| PROBLEM REQUIREMENTS |
Produce as output only the lines below starting at the line with "interval (or NaN)." and continuing through the line with "pub enum ConfigError", each one exactly as written.

[[ DATA FOR ANALYSIS, beginning ]]

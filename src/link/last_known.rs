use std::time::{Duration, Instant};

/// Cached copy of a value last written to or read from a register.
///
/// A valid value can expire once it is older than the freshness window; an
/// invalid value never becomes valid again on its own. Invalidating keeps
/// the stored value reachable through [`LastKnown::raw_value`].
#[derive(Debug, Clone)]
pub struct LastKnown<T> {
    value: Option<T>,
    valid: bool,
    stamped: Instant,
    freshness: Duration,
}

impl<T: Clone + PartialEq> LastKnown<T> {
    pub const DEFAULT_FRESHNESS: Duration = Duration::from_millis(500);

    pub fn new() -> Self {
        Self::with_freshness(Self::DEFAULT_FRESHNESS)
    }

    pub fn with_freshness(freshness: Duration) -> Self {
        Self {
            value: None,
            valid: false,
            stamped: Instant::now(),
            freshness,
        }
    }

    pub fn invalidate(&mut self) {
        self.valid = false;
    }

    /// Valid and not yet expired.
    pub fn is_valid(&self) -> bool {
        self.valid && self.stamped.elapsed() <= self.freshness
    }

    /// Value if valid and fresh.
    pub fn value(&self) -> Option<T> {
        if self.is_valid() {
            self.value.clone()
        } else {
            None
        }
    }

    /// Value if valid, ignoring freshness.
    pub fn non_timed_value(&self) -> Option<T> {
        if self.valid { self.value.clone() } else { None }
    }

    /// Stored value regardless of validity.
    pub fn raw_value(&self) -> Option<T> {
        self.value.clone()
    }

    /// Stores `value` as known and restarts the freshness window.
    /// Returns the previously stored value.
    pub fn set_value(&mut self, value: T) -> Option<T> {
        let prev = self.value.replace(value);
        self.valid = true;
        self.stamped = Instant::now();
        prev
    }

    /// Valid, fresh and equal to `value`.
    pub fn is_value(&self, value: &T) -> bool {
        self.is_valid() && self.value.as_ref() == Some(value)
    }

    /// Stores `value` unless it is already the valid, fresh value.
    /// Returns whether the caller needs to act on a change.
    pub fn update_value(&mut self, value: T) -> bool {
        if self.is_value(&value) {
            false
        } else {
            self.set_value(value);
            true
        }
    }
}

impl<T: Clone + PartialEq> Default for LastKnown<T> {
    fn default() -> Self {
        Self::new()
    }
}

[[ DATA FOR ANALYSIS, end ]]
[[ DATA FOR ANALYSIS, beginning ]]

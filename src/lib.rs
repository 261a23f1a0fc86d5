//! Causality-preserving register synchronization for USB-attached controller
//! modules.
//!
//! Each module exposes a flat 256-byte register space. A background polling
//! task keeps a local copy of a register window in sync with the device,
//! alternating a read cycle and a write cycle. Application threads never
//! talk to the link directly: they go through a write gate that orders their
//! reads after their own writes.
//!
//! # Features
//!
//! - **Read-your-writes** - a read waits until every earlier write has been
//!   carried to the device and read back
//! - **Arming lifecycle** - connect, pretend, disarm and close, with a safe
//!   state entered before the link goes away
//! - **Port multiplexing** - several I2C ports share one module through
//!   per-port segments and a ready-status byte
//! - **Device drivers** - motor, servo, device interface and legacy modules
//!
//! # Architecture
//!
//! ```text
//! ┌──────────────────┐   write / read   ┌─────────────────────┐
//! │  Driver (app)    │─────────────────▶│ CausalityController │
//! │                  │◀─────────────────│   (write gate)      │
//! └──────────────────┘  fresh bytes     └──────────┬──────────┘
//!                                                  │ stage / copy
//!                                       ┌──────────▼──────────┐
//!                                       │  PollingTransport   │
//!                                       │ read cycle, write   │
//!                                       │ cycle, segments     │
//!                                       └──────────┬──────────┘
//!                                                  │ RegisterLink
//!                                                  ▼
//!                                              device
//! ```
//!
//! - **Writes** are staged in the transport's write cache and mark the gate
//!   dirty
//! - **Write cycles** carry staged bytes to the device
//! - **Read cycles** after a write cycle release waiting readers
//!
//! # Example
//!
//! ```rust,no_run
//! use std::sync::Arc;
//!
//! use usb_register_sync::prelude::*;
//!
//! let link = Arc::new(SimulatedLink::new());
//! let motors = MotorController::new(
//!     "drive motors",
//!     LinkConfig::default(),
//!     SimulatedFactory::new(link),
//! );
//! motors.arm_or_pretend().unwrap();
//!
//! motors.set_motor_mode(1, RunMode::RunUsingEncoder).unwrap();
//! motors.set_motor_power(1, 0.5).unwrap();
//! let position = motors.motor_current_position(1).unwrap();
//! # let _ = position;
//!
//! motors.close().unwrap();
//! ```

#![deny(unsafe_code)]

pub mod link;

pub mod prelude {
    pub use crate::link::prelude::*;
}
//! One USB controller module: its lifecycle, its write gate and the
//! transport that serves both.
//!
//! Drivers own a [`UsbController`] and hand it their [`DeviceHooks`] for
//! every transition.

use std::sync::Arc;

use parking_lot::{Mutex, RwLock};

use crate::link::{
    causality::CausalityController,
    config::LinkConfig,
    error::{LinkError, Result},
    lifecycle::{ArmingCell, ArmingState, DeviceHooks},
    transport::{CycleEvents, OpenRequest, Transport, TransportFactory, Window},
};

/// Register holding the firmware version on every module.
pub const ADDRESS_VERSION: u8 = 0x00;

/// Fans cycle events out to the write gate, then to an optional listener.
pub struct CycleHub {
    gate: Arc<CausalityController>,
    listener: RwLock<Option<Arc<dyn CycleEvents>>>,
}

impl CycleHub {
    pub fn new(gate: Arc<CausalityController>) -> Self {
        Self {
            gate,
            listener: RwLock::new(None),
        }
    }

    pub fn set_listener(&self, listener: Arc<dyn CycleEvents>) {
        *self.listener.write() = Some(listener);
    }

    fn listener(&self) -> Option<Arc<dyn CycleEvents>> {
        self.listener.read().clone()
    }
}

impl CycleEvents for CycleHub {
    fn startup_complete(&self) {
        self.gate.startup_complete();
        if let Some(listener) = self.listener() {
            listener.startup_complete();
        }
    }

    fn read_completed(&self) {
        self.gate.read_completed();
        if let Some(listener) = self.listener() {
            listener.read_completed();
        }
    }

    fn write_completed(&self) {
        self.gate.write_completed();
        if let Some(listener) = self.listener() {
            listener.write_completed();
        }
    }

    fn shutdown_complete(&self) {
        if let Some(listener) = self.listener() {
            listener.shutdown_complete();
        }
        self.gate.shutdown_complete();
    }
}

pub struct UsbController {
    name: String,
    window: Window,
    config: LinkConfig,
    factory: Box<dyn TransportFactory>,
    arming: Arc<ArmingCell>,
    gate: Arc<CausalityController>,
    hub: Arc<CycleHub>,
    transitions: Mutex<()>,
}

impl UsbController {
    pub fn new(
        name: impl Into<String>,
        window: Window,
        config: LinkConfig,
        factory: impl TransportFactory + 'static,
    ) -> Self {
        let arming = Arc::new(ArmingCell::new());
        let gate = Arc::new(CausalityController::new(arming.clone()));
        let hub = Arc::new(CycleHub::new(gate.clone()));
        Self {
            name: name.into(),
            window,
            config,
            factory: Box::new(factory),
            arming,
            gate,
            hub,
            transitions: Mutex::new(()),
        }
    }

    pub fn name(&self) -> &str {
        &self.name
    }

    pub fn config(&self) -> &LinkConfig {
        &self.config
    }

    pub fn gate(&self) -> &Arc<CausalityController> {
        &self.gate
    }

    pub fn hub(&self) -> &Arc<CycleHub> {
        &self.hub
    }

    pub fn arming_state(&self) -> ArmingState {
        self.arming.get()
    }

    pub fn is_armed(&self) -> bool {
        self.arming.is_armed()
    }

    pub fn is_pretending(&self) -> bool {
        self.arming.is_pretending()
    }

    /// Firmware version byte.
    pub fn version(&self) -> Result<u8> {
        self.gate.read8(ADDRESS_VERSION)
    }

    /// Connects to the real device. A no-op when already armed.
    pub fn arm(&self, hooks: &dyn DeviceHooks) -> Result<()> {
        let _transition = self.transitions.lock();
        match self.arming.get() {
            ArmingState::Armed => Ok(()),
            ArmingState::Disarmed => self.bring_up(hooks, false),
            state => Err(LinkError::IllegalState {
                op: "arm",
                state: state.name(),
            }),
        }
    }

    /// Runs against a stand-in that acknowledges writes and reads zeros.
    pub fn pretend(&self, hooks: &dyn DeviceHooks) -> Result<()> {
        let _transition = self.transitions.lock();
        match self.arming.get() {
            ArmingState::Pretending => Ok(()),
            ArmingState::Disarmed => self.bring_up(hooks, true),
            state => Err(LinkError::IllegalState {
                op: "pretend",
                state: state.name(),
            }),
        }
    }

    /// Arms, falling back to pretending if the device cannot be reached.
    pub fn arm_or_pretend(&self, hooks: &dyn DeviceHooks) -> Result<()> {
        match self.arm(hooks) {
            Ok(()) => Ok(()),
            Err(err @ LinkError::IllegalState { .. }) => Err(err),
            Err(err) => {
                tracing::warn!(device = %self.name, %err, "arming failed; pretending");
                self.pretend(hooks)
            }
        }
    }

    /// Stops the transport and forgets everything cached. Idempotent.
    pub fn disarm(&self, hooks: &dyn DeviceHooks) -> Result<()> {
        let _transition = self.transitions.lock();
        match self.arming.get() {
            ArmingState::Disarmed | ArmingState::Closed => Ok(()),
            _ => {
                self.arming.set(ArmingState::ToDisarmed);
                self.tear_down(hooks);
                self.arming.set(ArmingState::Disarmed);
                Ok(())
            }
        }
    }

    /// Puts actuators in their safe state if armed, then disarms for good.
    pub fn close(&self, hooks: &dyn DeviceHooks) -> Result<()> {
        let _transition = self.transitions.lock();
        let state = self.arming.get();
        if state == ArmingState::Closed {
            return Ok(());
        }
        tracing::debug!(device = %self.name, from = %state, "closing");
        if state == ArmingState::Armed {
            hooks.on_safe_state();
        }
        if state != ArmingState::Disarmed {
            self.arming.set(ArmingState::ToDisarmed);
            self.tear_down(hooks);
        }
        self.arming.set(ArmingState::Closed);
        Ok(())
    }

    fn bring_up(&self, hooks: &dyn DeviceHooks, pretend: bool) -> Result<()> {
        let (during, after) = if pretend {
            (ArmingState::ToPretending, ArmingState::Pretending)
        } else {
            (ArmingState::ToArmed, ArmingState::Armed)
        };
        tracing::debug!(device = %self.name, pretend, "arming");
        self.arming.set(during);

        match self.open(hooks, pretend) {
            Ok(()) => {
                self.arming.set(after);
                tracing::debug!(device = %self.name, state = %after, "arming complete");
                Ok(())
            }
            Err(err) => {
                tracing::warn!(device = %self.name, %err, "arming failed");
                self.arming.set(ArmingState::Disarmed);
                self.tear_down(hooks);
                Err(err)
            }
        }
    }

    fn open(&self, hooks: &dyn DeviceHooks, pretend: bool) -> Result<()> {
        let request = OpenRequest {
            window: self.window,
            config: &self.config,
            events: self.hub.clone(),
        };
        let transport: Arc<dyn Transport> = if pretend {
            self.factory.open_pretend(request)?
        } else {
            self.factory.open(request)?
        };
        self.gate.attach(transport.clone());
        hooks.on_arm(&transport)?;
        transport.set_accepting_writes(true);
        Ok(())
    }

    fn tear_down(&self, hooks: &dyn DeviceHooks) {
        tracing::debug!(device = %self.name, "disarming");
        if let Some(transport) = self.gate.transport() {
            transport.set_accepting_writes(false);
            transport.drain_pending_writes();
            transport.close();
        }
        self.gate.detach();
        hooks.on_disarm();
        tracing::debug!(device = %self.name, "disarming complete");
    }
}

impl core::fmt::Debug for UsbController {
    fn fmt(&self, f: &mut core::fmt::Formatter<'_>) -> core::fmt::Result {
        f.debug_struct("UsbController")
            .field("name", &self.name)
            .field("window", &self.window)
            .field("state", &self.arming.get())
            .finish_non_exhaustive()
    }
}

[[ DATA FOR ANALYSIS, end ]]
[[ DATA FOR ANALYSIS, beginning ]]

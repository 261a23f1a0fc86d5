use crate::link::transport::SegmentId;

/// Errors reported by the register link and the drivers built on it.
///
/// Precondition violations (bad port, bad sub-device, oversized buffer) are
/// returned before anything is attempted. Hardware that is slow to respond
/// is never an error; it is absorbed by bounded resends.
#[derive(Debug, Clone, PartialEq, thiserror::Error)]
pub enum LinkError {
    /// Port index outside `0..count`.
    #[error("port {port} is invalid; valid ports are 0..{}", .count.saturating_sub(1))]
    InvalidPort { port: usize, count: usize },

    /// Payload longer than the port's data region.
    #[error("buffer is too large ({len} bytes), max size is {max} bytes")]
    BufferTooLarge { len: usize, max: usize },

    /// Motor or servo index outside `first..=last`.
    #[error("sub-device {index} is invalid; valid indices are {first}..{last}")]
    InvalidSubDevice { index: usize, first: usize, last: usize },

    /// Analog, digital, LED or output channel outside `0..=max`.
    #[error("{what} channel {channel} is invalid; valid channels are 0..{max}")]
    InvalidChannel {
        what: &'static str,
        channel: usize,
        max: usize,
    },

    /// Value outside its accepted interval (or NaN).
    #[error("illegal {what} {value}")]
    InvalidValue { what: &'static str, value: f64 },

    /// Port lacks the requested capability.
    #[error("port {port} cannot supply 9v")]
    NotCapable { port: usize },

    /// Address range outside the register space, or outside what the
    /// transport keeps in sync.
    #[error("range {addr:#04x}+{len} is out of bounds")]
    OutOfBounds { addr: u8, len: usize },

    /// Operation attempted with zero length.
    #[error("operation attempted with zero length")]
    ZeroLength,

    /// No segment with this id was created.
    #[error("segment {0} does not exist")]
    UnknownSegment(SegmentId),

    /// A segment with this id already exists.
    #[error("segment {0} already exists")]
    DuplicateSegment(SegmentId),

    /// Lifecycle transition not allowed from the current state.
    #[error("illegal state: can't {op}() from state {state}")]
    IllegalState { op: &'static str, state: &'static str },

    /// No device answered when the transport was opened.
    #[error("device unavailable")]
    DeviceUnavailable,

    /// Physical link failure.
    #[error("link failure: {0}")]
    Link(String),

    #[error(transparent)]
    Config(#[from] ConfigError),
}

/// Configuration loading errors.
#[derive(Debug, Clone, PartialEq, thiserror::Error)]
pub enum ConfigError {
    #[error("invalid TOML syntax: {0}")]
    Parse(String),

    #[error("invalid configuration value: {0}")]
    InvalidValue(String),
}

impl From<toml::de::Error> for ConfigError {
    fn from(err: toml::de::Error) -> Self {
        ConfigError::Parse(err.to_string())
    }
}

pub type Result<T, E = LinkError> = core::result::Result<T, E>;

[[ DATA FOR ANALYSIS, end ]]

| FINISHED TASK |
    /// Value outside its accepted interval (or NaN).
    #[error("illegal {what} {value}")]
    InvalidValue { what: &'static str, value: f64 },

    /// Port lacks the requested capability.
    #[error("port {port} cannot supply 9v")]
    NotCapable { port: usize },

    /// Address range outside the register space, or outside what the
    /// transport keeps in sync.
    #[error("range {addr:#04x}+{len} is out of bounds")]
    OutOfBounds { addr: u8, len: usize },

    /// Operation attempted with zero length.
    #[error("operation attempted with zero length")]
    ZeroLength,

    /// No segment with this id was created.
    #[error("segment {0} does not exist")]
    UnknownSegment(SegmentId),

    /// A segment with this id already exists.
    #[error("segment {0} already exists")]
    DuplicateSegment(SegmentId),

    /// Lifecycle transition not allowed from the current state.
    #[error("illegal state: can't {op}() from state {state}")]
    IllegalState { op: &'static str, state: &'static str },

    /// No device answered when the transport was opened.
    #[error("device unavailable")]
    DeviceUnavailable,

    /// Physical link failure.
    #[error("link failure: {0}")]
    Link(String),

    #[error(transparent)]
    Config(#[from] ConfigError),
}

/// Configuration loading errors.
#[derive(Debug, Clone, PartialEq, thiserror::Error)]
pub enum ConfigError {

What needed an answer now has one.